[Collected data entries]
>>>

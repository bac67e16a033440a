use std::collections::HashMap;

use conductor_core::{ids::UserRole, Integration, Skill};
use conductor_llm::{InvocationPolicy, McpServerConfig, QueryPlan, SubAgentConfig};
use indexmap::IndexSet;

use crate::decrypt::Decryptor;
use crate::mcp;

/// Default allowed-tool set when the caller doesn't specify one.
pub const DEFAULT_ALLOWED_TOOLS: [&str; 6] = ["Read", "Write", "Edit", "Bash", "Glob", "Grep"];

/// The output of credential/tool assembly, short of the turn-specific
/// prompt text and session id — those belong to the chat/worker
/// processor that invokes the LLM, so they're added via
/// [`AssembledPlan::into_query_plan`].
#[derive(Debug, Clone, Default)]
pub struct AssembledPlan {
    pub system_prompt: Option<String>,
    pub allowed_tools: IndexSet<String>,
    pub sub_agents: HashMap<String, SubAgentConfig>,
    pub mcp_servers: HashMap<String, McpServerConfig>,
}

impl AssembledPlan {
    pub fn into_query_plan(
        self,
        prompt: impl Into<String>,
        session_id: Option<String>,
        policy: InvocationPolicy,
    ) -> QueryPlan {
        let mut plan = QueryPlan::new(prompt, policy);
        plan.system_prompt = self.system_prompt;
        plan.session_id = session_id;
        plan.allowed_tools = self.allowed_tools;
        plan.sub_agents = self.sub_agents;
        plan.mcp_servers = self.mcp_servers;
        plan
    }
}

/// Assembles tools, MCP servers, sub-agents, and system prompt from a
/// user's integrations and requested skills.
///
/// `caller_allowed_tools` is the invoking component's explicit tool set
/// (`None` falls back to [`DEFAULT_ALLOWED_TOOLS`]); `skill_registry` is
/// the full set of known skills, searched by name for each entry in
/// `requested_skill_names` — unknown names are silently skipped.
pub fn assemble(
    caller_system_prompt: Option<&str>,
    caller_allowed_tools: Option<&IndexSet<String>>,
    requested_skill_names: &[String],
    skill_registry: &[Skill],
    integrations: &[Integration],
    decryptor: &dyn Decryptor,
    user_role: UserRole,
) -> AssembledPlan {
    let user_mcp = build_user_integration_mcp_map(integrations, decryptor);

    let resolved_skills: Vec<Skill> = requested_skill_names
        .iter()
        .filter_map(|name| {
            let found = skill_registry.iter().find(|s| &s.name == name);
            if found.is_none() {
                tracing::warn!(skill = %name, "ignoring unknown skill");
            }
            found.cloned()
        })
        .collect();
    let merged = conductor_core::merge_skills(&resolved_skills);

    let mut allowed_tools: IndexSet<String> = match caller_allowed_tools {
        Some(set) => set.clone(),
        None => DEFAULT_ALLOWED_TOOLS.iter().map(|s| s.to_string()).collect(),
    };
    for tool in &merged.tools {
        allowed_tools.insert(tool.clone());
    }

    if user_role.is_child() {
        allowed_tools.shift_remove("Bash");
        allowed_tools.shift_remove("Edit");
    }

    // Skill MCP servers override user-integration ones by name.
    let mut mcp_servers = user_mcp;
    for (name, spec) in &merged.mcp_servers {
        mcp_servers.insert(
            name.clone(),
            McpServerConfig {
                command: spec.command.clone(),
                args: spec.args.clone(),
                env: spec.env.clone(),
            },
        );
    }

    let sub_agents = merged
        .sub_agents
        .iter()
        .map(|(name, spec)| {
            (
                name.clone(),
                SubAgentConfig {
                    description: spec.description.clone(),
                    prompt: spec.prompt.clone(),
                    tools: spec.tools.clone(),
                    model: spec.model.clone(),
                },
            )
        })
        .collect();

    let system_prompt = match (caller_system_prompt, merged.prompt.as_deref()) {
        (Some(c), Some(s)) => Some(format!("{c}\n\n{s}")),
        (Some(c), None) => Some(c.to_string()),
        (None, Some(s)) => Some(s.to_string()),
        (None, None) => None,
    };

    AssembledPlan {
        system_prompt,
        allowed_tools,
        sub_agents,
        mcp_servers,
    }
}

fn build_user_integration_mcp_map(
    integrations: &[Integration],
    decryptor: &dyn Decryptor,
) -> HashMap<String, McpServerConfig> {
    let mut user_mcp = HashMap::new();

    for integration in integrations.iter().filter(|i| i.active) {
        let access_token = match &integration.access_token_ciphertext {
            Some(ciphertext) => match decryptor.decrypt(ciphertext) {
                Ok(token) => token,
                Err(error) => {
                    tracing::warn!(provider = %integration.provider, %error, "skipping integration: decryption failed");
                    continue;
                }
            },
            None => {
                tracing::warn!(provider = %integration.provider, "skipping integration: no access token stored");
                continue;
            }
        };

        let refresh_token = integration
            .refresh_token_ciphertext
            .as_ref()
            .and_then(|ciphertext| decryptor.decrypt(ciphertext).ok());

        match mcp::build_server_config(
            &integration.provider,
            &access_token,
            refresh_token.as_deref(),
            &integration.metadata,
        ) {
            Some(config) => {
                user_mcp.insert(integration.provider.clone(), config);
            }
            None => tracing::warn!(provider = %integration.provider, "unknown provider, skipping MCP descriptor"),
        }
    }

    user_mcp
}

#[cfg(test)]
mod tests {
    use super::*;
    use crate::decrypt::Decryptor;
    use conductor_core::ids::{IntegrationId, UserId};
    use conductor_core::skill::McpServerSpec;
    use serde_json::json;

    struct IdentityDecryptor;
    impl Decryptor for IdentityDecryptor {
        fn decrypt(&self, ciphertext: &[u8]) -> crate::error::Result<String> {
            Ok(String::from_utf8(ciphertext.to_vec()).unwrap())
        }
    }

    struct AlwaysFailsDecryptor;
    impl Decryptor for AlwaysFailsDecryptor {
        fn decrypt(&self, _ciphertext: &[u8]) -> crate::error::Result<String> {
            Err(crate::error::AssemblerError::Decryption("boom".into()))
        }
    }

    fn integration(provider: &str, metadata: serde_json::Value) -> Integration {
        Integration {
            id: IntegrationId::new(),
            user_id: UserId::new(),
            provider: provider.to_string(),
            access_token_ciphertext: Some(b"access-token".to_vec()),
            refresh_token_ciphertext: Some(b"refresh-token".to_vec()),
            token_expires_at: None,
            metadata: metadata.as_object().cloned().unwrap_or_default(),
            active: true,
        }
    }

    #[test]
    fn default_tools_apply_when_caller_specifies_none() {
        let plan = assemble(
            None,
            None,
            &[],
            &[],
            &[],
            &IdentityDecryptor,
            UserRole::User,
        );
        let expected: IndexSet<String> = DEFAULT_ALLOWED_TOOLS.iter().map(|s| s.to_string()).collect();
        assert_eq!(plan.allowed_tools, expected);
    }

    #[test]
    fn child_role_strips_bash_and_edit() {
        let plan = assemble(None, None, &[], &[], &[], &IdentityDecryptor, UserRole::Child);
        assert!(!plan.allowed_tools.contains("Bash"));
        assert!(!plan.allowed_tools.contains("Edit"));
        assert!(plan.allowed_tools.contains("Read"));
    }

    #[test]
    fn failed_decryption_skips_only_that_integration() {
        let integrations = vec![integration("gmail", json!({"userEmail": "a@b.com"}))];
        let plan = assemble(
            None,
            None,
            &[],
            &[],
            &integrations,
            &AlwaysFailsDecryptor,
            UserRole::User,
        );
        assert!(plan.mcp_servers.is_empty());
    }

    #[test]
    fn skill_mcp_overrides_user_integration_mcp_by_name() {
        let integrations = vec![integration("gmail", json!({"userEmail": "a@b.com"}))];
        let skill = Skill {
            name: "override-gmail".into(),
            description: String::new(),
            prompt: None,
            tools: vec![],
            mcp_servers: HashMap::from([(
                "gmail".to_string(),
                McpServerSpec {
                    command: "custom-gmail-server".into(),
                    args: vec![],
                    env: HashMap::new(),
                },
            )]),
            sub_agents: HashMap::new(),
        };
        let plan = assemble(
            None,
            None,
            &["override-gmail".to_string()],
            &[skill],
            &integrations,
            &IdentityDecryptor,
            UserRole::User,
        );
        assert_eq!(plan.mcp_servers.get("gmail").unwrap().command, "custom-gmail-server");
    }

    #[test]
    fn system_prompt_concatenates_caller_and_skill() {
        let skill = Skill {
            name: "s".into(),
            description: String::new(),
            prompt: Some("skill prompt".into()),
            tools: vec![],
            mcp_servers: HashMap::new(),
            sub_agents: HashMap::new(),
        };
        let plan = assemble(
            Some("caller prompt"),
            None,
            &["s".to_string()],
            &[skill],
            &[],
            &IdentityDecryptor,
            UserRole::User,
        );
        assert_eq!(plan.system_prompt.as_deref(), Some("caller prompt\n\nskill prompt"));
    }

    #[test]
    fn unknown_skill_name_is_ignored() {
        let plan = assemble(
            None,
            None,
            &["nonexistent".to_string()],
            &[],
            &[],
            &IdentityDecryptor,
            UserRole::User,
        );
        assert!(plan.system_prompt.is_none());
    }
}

<<<
>>>

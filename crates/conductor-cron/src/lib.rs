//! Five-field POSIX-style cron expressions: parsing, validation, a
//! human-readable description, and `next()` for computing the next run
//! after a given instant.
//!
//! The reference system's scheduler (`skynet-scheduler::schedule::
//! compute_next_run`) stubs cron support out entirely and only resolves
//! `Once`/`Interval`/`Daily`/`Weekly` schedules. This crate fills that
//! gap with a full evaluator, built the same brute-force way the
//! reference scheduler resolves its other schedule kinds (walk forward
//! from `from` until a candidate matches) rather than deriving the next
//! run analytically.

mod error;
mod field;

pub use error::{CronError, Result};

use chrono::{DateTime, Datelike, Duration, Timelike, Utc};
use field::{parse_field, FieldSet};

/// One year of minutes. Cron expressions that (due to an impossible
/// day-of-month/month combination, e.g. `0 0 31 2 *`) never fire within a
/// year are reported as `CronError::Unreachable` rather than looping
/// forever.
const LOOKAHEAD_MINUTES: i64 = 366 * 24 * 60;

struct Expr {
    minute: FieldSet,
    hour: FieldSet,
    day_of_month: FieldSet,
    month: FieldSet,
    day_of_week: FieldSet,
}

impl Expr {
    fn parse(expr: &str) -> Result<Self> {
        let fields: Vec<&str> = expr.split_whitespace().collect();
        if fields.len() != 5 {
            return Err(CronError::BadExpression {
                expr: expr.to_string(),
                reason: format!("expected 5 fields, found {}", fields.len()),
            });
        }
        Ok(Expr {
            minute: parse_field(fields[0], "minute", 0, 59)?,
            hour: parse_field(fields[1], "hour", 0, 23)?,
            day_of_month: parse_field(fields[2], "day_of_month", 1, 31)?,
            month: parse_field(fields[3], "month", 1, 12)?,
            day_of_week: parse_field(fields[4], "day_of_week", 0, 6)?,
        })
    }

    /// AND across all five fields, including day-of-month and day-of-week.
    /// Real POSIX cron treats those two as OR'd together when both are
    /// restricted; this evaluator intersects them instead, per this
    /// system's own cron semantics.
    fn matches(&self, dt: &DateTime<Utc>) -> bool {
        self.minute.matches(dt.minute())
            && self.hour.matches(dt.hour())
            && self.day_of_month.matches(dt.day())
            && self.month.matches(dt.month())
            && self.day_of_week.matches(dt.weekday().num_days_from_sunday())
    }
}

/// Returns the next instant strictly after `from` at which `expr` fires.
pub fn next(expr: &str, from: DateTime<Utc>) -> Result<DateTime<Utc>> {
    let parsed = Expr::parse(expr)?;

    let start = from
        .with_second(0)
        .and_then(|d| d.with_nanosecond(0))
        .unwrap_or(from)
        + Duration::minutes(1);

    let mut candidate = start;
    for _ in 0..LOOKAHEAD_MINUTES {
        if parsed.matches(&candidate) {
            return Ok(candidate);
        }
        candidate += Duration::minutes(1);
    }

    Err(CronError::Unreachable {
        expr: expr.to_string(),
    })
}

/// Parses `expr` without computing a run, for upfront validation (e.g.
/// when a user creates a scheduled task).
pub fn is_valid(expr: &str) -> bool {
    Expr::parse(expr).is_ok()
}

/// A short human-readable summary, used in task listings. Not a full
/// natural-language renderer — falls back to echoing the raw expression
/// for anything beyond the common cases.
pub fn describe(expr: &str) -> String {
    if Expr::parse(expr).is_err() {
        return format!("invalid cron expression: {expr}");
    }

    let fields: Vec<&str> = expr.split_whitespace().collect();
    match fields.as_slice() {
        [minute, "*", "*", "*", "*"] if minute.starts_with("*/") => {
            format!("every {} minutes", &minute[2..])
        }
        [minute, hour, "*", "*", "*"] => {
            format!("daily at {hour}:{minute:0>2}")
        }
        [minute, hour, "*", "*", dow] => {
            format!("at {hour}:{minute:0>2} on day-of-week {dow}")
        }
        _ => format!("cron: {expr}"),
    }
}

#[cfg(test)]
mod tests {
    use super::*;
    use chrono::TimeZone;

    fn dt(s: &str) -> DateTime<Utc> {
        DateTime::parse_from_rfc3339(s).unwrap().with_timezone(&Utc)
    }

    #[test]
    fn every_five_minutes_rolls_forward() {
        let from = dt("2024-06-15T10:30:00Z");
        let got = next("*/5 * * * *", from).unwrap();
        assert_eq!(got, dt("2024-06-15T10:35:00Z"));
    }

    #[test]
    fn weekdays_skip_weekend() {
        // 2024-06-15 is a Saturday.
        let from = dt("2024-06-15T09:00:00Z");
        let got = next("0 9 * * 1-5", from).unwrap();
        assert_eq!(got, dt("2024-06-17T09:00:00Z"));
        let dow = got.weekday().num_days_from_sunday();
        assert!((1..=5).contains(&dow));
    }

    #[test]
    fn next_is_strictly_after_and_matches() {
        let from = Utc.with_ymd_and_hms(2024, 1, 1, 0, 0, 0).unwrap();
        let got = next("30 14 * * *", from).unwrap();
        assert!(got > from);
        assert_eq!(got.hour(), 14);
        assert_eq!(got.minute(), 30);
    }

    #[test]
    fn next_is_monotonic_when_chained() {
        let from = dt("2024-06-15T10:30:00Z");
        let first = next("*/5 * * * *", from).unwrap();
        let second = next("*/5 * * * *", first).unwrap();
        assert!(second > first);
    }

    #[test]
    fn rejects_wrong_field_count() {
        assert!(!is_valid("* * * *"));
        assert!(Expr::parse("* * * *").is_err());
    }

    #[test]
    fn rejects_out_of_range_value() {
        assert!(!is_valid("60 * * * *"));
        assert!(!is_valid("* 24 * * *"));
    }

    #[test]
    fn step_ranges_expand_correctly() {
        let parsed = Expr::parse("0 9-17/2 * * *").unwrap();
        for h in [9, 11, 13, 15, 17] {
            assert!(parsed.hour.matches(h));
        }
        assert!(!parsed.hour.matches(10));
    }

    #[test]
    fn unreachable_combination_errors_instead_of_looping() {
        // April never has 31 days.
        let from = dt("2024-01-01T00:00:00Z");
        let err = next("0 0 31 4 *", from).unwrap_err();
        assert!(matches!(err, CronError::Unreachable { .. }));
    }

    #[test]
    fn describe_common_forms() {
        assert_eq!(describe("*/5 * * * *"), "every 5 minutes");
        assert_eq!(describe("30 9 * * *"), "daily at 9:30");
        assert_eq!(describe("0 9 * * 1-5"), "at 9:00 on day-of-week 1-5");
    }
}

<<<
>>>

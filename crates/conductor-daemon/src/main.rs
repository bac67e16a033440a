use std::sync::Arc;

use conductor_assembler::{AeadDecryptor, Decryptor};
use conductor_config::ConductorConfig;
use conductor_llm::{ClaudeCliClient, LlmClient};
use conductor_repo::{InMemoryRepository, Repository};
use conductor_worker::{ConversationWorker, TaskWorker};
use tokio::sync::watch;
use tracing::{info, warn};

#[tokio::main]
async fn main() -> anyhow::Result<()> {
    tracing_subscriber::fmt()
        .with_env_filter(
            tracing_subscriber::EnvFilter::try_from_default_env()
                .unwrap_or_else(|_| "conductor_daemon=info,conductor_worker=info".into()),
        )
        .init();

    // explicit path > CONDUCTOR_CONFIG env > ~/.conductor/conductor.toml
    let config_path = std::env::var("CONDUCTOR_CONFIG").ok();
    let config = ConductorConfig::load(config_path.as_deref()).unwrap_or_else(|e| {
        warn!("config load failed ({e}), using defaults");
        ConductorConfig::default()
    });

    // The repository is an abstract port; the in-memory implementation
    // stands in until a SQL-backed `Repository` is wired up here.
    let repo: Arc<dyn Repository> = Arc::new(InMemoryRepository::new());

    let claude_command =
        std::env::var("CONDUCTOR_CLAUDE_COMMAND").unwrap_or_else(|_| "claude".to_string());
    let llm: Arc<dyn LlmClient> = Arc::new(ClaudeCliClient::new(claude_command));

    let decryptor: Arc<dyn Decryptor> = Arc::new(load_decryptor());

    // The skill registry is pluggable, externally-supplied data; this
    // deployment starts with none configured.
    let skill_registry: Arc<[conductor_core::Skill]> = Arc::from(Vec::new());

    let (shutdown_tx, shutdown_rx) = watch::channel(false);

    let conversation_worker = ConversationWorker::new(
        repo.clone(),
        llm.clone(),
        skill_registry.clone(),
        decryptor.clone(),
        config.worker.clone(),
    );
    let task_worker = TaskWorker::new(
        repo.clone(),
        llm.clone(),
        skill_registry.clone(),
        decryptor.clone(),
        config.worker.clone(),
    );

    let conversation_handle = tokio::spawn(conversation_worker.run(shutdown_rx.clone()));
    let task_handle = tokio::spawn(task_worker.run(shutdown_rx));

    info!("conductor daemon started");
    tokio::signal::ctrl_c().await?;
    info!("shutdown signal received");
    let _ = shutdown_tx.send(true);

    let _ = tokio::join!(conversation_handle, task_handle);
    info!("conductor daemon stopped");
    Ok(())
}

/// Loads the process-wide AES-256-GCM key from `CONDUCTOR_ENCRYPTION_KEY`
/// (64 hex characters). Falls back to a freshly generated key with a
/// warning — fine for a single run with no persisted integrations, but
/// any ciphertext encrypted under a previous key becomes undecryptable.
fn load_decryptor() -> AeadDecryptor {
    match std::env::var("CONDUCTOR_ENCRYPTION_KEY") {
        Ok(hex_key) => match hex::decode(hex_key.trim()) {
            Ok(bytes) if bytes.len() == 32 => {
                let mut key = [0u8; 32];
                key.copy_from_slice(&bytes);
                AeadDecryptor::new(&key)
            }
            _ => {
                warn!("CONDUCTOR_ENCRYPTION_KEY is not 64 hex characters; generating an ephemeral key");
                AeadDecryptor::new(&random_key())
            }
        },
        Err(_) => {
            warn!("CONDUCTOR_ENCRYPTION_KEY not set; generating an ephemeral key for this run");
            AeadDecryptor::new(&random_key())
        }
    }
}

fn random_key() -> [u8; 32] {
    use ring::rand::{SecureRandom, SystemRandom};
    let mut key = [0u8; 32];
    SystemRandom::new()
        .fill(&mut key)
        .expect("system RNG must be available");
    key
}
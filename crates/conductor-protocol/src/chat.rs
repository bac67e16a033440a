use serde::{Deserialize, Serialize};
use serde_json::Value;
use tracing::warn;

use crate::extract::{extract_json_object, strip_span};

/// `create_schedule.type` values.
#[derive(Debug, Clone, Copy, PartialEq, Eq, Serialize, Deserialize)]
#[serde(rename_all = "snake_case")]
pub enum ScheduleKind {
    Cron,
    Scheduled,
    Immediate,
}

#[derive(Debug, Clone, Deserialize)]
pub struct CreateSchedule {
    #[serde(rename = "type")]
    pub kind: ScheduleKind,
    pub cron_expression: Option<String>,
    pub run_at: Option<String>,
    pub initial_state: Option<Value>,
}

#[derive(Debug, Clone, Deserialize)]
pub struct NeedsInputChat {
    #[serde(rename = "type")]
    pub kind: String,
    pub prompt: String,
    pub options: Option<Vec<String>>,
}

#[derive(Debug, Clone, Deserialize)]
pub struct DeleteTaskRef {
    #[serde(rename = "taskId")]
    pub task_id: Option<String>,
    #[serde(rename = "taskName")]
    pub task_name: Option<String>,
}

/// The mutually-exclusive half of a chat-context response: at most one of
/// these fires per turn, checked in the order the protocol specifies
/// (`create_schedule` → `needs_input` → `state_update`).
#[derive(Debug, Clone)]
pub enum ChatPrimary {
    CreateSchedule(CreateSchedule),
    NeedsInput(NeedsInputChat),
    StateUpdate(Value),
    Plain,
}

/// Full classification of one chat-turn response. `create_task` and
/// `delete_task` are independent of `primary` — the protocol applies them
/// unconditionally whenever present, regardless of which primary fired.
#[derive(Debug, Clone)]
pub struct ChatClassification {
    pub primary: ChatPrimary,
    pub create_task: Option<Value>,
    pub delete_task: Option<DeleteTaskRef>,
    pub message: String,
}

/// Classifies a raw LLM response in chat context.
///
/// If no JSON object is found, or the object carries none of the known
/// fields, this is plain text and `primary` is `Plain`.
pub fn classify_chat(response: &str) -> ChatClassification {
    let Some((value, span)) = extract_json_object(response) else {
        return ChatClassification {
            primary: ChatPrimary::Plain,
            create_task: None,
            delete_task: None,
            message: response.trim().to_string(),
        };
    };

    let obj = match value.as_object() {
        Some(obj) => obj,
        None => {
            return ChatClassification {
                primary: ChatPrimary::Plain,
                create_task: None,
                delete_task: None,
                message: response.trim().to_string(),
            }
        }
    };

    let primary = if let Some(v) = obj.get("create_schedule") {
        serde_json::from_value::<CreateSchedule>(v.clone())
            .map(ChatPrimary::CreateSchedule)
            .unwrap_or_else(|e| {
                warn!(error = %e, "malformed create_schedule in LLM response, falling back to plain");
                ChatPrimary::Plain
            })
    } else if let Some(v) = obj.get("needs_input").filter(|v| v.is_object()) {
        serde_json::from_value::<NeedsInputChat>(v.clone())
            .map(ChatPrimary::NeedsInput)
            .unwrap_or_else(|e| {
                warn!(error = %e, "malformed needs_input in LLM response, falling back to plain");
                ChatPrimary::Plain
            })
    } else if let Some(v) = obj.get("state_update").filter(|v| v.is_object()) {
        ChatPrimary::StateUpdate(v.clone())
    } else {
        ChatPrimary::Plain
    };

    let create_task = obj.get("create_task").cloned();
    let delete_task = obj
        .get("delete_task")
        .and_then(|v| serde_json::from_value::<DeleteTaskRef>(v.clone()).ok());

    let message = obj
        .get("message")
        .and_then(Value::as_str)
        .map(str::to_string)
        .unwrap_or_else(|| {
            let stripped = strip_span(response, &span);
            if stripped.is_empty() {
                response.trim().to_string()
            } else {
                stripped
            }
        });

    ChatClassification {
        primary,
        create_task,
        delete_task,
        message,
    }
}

<<<

# [EXERCISE]
Write out only the lines that run from the line containing "filename crates/conductor-cron/src/lib.rs" through the line containing "The reference system's", both included, exactly as they appear above.

# [RESULT]
filename crates/conductor-cron/src/lib.rs
//! Five-field POSIX-style cron expressions: parsing, validation, a
//! human-readable description, and `next()` for computing the next run
//! after a given instant.
//!
//! The reference system's scheduler (`skynet-scheduler::schedule::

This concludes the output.